So, season four of Breaking Bad was going along great until Gus’s crew got shot at and then Gus comes strolling out like he’s Tony Montana or something, throwing his hands in the air like, what’s up? It was so bad that they even tried to explain it by having Jesse ask, “What was up with that Terminator shit?” to which we get some vague answer intended to blow things over. That’s it? We’re supposed to just buy that line and move on? What’s more, they finally went overboard with Jesse’s angst by having him accuse Walt of poisoning the little boy. But then lo and behold, the last scene hints that Jesse might’ve been right in his assumption after all. Either way, I hope they shore up this hokey writing in season five that they’ve been settling for. Otherwise it could escalate to the point where Heisenberg creates an ecto-skeleton made out of liquid metal that takes the shape of anything he touches, while going around saying, “I’ll be back,” in an Austrian accent.  

This past week in the NFL, I would’ve bet my life on New Orleans to beat St. Louis. Literally. If a man dressed in black and carrying a scythe came up to me and said, “I’ll give you a million dollars if New Orleans wins this game heads up, but if they lose I get your soul-slash-life,” I would’ve locked the bet in without even thinking twice.
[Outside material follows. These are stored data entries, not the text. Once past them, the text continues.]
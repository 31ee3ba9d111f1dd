//! # phylo-link
//!
//! phylo-link is a Rust library for working with the topology of
//! phylogenetic trees. It provides the in-memory tree representation
//! (nodes, edges, and the winged links connecting them), the Newick-style
//! textual serialization read and written through a flat broker
//! intermediate, and a family of traversal iterators (pre-order,
//! post-order, level-order, Euler tour) that operate over the topology
//! regardless of which per-node or per-edge data a consumer attaches.
//!
//! ## Design
//!
//! The cyclic Node↔Edge↔Link graph is stored as an arena of three dense,
//! index-addressed collections, so there are no ownership cycles and a
//! deep copy is an index-preserving clone. Payloads are opaque trait
//! objects with a clone-and-type-tag capability; the engine never looks
//! inside them.
//!
//! ## Concurrency
//!
//! Everything here is single-threaded and synchronous. Traversal iterators
//! hold a shared borrow of their tree, so the borrow checker rules out
//! mutation during an open traversal; callers needing parallel access
//! serialize externally or clone the tree per worker.
//!
//! ## Usage
//!
//! ```
//! use phylo_link::prelude::*;
//!
//! let tree = NewickReader::new().read_str("((A:0.2,B:0.3)C:0.5,D:0.8)root;")?;
//! assert_eq!(tree.node_count(), 5);
//! for visit in tree.preorder()? {
//!     let _ = tree.node_data_as::<CommonNodeData>(visit.node)?;
//! }
//! let text = NewickWriter::new().write_str(&tree)?;
//! assert_eq!(text, "((A:0.2,B:0.3)C:0.5,D:0.8)root;");
//! # Ok::<(), phylo_link::tree_error::TreeError>(())
//! ```

pub mod debug_invariants;
pub mod io;
pub mod topology;
pub mod traversal;
pub mod tree_error;

pub use debug_invariants::DebugInvariants;

/// A convenient prelude importing the most-used types.
pub mod prelude {
    pub use crate::debug_invariants::DebugInvariants;
    pub use crate::io::newick::{
        BrokerReport, MissingLength, NewickBroker, NewickBrokerElement, NewickReader,
        NewickWriter, Quoting,
    };
    pub use crate::io::source::{ByteSource, InMemorySource, ReaderSource};
    pub use crate::topology::common::{CommonEdgeData, CommonNodeData};
    pub use crate::topology::data::{EdgeData, NodeData};
    pub use crate::topology::id::{EdgeId, LinkId, NodeId};
    pub use crate::topology::tree::Tree;
    pub use crate::topology::validation::validate_topology;
    pub use crate::traversal::{EulerTour, LevelVisit, Levelorder, Postorder, Preorder, Visit};
    pub use crate::tree_error::TreeError;
}
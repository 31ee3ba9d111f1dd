//! Top-level module for the tree topology engine.
//!
//! This module provides the core types for representing a multifurcating
//! phylogenetic tree as a winged-link structure. It includes:
//! - Dense index handles for nodes, edges, and links
//! - The `Tree` arena with topology queries, payload attachment, rerooting,
//!   and attach/detach mutation
//! - Payload capability traits and the common name/branch-length payloads
//! - Whole-tree invariant validation
//!
//! Most users will interact with [`tree::Tree`] and the handle types; the
//! individual record types matter mainly when walking rings by hand.

pub mod common;
pub mod data;
pub mod edge;
pub mod id;
pub mod link;
pub mod mutation;
pub mod node;
pub mod reroot;
pub mod tree;
pub mod validation;

pub use common::{CommonEdgeData, CommonNodeData};
pub use data::{EdgeData, NodeData};
pub use edge::Edge;
pub use id::{EdgeId, LinkId, NodeId};
pub use link::Link;
pub use node::Node;
pub use tree::{Ring, Tree};
pub use validation::validate_topology;
//! Newick-style parenthesized tree format: lexer, broker, reader, writer.

pub mod broker;
pub mod element;
pub(crate) mod lexer;
pub mod reader;
pub mod writer;

pub use broker::{BrokerIssue, BrokerReport, NewickBroker};
pub use element::NewickBrokerElement;
pub use reader::{EdgeHook, MissingLength, NewickReader, NodeHook, TreeSequence};
pub use writer::{EdgeToElementHook, NewickWriter, NodeToElementHook, Quoting};
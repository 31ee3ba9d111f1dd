//! Dense index handles for tree entities.
//!
//! Every Node, Edge, and Link of a [`Tree`](crate::topology::tree::Tree) is
//! identified by its position in the owning arena. The handles below wrap
//! that position in a distinct `repr(transparent)` newtype so a node index
//! cannot be confused with a link index at a call site, at zero runtime cost.
//!
//! Handles are plain data: they stay valid exactly as long as the tree they
//! came from is not mutated, and they are meaningless across trees.

use serde::{Deserialize, Serialize};
use std::fmt;

macro_rules! define_id {
    ($(#[$doc:meta])* $name:ident) => {
        $(#[$doc])*
        #[derive(
            Copy, Clone, PartialEq, Eq, Hash, PartialOrd, Ord, Serialize, Deserialize,
        )]
        #[repr(transparent)]
        pub struct $name(u32);

        impl $name {
            /// Wraps a raw arena position.
            #[inline]
            pub(crate) fn new(index: usize) -> Self {
                debug_assert!(index <= u32::MAX as usize);
                $name(index as u32)
            }

            /// Returns the position in the owning arena.
            #[inline]
            pub const fn index(self) -> usize {
                self.0 as usize
            }
        }

        impl fmt::Debug for $name {
            fn fmt(&self, f: &mut fmt::Formatter<'_>) -> fmt::Result {
                f.debug_tuple(stringify!($name)).field(&self.0).finish()
            }
        }

        impl fmt::Display for $name {
            fn fmt(&self, f: &mut fmt::Formatter<'_>) -> fmt::Result {
                write!(f, "{}", self.0)
            }
        }
    };
}

define_id! {
    /// Handle of a topological vertex in a tree.
    NodeId
}

define_id! {
    /// Handle of a connection between two nodes.
    EdgeId
}

define_id! {
    /// Handle of one half of an edge, sitting in the ring of links around
    /// its node.
    LinkId
}

#[cfg(test)]
mod layout_tests {
    //! Compile-time assertions that handles stay word-cheap.
    use super::*;
    use static_assertions::assert_eq_size;

    assert_eq_size!(NodeId, u32);
    assert_eq_size!(EdgeId, u32);
    assert_eq_size!(LinkId, u32);
    // Option<EdgeId> is stored per link; it must not grow past a word.
    assert_eq_size!(Option<EdgeId>, u64);
}

#[cfg(test)]
mod tests {
    use super::*;
    use std::collections::HashSet;

    #[test]
    fn new_and_index() {
        let n = NodeId::new(42);
        assert_eq!(n.index(), 42);
    }

    #[test]
    fn debug_and_display() {
        let e = EdgeId::new(7);
        assert_eq!(format!("{:?}", e), "EdgeId(7)");
        assert_eq!(format!("{}", e), "7");
    }

    #[test]
    fn ordering_and_hash() {
        let a = LinkId::new(1);
        let b = LinkId::new(2);
        assert!(a < b);
        let mut set = HashSet::new();
        set.insert(a);
        set.insert(b);
        assert_eq!(set.len(), 2);
    }

    #[test]
    fn serde_roundtrip() {
        let n = NodeId::new(123);
        let s = serde_json::to_string(&n).unwrap();
        let back: NodeId = serde_json::from_str(&s).unwrap();
        assert_eq!(back, n);
    }
}
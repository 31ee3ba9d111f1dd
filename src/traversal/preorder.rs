//! Pre-order traversal: a node before any of its descendants, children in
//! ring order, root first.

use super::Visit;
use crate::topology::id::LinkId;
use crate::topology::tree::Tree;
use crate::tree_error::TreeError;

/// Lazy pre-order iterator. Restartable by constructing a fresh one.
pub struct Preorder<'t> {
    tree: &'t Tree,
    /// The start visit, pending until the first `next` call.
    start: Option<Visit>,
    /// Down-links whose far subtree is still to be entered; pushed in
    /// reverse ring order so pops come out in ring order.
    stack: Vec<LinkId>,
}

impl<'t> Preorder<'t> {
    pub(crate) fn new(tree: &'t Tree) -> Result<Self, TreeError> {
        if tree.is_empty() {
            return Err(TreeError::EmptyTree);
        }
        Self::from_link(tree, tree.root_link()?)
    }

    pub(crate) fn from_link(tree: &'t Tree, entry: LinkId) -> Result<Self, TreeError> {
        if tree.is_empty() {
            return Err(TreeError::EmptyTree);
        }
        tree.link(entry)?;
        let node = tree.link_raw(entry).node();
        let mut stack: Vec<LinkId> = tree
            .ring(entry)
            .filter(|&l| tree.link_raw(l).edge().is_some())
            .collect();
        stack.reverse();
        Ok(Preorder {
            tree,
            start: Some(Visit {
                link: entry,
                node,
                edge: None,
            }),
            stack,
        })
    }
}

impl<'t> Iterator for Preorder<'t> {
    type Item = Visit;

    fn next(&mut self) -> Option<Visit> {
        if let Some(start) = self.start.take() {
            return Some(start);
        }
        let down = self.stack.pop()?;
        let up = self.tree.outer_raw(down);
        let node = self.tree.link_raw(up).node();

        // Ring neighbors of the link just arrived through, skipping it,
        // reversed so the first child is popped first.
        let base = self.stack.len();
        for l in self.tree.ring(up).skip(1) {
            if self.tree.link_raw(l).edge().is_some() {
                self.stack.push(l);
            }
        }
        self.stack[base..].reverse();

        Some(Visit {
            link: up,
            node,
            edge: self.tree.link_raw(up).edge(),
        })
    }
}
//! Post-order traversal: a node after all of its descendants, children in
//! ring order, root last.
//!
//! The visit schedule is the reversal of a pre-order pass that expands
//! children in reverse ring order; it is computed once at construction
//! (O(nodes)) and then handed out lazily.

use super::Visit;
use crate::topology::id::LinkId;
use crate::topology::tree::Tree;
use crate::tree_error::TreeError;

/// Lazy post-order iterator over a precomputed schedule.
pub struct Postorder {
    schedule: std::vec::IntoIter<Visit>,
}

impl Postorder {
    pub(crate) fn new(tree: &Tree) -> Result<Self, TreeError> {
        if tree.is_empty() {
            return Err(TreeError::EmptyTree);
        }
        Self::from_link(tree, tree.root_link()?)
    }

    pub(crate) fn from_link(tree: &Tree, entry: LinkId) -> Result<Self, TreeError> {
        if tree.is_empty() {
            return Err(TreeError::EmptyTree);
        }
        tree.link(entry)?;

        // Pre-order with children expanded in ring order (so pops come out
        // in reverse ring order); reversing the whole sequence then yields
        // children-before-parent with children back in ring order.
        let mut schedule = Vec::with_capacity(tree.node_count());
        let node = tree.link_raw(entry).node();
        schedule.push(Visit {
            link: entry,
            node,
            edge: None,
        });
        let mut stack: Vec<LinkId> = tree
            .ring(entry)
            .filter(|&l| tree.link_raw(l).edge().is_some())
            .collect();
        while let Some(down) = stack.pop() {
            let up = tree.outer_raw(down);
            schedule.push(Visit {
                link: up,
                node: tree.link_raw(up).node(),
                edge: tree.link_raw(up).edge(),
            });
            stack.extend(
                tree.ring(up)
                    .skip(1)
                    .filter(|&l| tree.link_raw(l).edge().is_some()),
            );
        }
        schedule.reverse();
        Ok(Postorder {
            schedule: schedule.into_iter(),
        })
    }
}

impl Iterator for Postorder {
    type Item = Visit;

    fn next(&mut self) -> Option<Visit> {
        self.schedule.next()
    }
}
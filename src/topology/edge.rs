//! A connection between two nodes, realized as a pair of mutually-outer
//! links.
//!
//! The link nearer the root is the *primary* link, the other the
//! *secondary* link; rerooting swaps these designations without touching
//! the links themselves.

use super::data::EdgeData;
use super::id::LinkId;

#[derive(Debug, Clone)]
pub struct Edge {
    pub(crate) primary: LinkId,
    pub(crate) secondary: LinkId,
    pub(crate) data: Option<Box<dyn EdgeData>>,
}

impl Edge {
    /// The link of this edge on the side nearer the root.
    #[inline]
    pub fn primary_link(&self) -> LinkId {
        self.primary
    }

    /// The link of this edge on the side away from the root.
    #[inline]
    pub fn secondary_link(&self) -> LinkId {
        self.secondary
    }

    /// The attached payload, if any.
    #[inline]
    pub fn data(&self) -> Option<&(dyn EdgeData + 'static)> {
        self.data.as_deref()
    }

    /// Mutable access to the attached payload, if any.
    #[inline]
    pub fn data_mut(&mut self) -> Option<&mut (dyn EdgeData + 'static)> {
        self.data.as_deref_mut()
    }
}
And I would be one soulless, lifeless loser right now. I mean seriously, how did the Saints lose that game? This was a team that had scored 56 points all year going up against a team that had scored 62 points the previous week alone. The Rams secondary is atrocious. So bad that in week three earlier this year, Baltimore kept dialing up the same play over and over –the deep ball to rookie Torrey Smith– until Smith had accumulated three catches for three touchdowns and over 180 yards. All in the first quarter. How was it possible that Drew Brees, the league leader in passing yards who somehow completes over 50% of his passes to receivers more than twenty yards downfield, was not able to exploit that porous secondary? The only answer I can think of is that old adage that starts off, On any given Sunday…

So I started watching The Walking Dead, the hit series on AMC about zombies, and was quite enjoying it until I started noticing all these loose ends that weren’t being tied up anywhere. Like the black guy with his kid from the first season. Or the redneck that got left behind after being handcuffed to the roof of a skyscraper in Atlanta. We at least know that he escaped after they went to all that trouble to show us that he’d cut off his hand and cauterized it and everything. I mean, did they just forget about him? Even his brother hasn’t mentioned his absence since the first season. So I did a little research and found out that the creator of the show had fired all the writers from the first season and was hiring different freelance writers to work on each episode. Which makes me wonder if the new freelance writers even care about tying up those loose ends? I mean after all, it wasn’t their idea in the first place.